Segment Open

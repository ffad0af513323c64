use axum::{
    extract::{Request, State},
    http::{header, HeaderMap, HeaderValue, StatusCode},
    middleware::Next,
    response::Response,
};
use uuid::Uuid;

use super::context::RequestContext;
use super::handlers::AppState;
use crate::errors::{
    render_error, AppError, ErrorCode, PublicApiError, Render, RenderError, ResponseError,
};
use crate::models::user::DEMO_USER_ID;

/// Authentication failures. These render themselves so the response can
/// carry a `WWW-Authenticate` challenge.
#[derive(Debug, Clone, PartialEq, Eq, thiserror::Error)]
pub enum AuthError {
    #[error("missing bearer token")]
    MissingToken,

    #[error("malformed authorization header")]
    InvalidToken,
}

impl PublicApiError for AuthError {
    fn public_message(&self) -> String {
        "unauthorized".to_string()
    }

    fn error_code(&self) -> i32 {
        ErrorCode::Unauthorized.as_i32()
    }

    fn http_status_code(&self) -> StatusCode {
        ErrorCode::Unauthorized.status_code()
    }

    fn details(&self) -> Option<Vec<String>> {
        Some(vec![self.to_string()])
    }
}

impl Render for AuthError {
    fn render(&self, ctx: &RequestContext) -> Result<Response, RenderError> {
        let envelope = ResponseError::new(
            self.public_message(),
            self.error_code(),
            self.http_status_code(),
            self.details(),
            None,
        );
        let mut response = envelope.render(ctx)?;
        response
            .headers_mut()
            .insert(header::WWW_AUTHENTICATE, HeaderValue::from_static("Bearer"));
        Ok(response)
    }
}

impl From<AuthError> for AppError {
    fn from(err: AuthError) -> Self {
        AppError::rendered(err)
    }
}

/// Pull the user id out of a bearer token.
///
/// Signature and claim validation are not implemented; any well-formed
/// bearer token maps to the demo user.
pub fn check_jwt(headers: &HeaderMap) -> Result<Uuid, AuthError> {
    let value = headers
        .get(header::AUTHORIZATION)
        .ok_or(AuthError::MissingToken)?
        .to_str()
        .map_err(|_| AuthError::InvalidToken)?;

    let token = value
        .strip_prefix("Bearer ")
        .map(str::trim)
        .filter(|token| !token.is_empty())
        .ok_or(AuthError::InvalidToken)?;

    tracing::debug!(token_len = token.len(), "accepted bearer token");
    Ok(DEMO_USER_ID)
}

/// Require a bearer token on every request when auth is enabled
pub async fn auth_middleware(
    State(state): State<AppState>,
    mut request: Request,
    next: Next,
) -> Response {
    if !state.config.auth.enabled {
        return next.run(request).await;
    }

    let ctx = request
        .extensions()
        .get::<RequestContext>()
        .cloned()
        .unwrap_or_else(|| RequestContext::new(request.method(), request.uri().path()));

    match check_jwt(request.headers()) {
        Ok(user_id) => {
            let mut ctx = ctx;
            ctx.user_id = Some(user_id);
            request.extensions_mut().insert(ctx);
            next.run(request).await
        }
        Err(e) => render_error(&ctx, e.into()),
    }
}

Segment Closed
Segment Open

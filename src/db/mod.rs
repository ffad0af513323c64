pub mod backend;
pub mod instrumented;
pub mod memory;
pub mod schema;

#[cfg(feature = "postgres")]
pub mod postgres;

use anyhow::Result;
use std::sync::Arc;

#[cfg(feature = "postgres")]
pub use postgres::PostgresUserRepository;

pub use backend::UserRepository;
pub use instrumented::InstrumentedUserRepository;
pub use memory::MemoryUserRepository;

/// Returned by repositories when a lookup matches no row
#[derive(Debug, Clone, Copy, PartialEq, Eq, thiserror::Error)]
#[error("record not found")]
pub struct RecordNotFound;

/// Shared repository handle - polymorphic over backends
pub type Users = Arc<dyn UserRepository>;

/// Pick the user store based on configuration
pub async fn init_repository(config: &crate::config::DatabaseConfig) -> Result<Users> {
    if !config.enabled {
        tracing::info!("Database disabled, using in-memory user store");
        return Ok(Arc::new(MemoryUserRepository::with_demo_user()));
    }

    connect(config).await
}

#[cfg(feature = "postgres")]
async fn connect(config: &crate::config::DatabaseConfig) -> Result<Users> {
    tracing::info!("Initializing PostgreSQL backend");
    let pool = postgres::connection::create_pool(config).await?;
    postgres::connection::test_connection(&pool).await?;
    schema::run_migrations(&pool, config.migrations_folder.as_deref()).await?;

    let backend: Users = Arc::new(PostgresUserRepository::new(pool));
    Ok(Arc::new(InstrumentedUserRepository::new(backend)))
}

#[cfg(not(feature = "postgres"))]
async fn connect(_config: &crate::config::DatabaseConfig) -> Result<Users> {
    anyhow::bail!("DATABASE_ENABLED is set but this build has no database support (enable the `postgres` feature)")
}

Segment Closed

» TASK PROMPT:
Return every line of the preceding records in which the word "InvalidToken" appears.

» ANSWER AREA:
    InvalidToken,
        .map_err(|_| AuthError::InvalidToken)?;
        .ok_or(AuthError::InvalidToken)?;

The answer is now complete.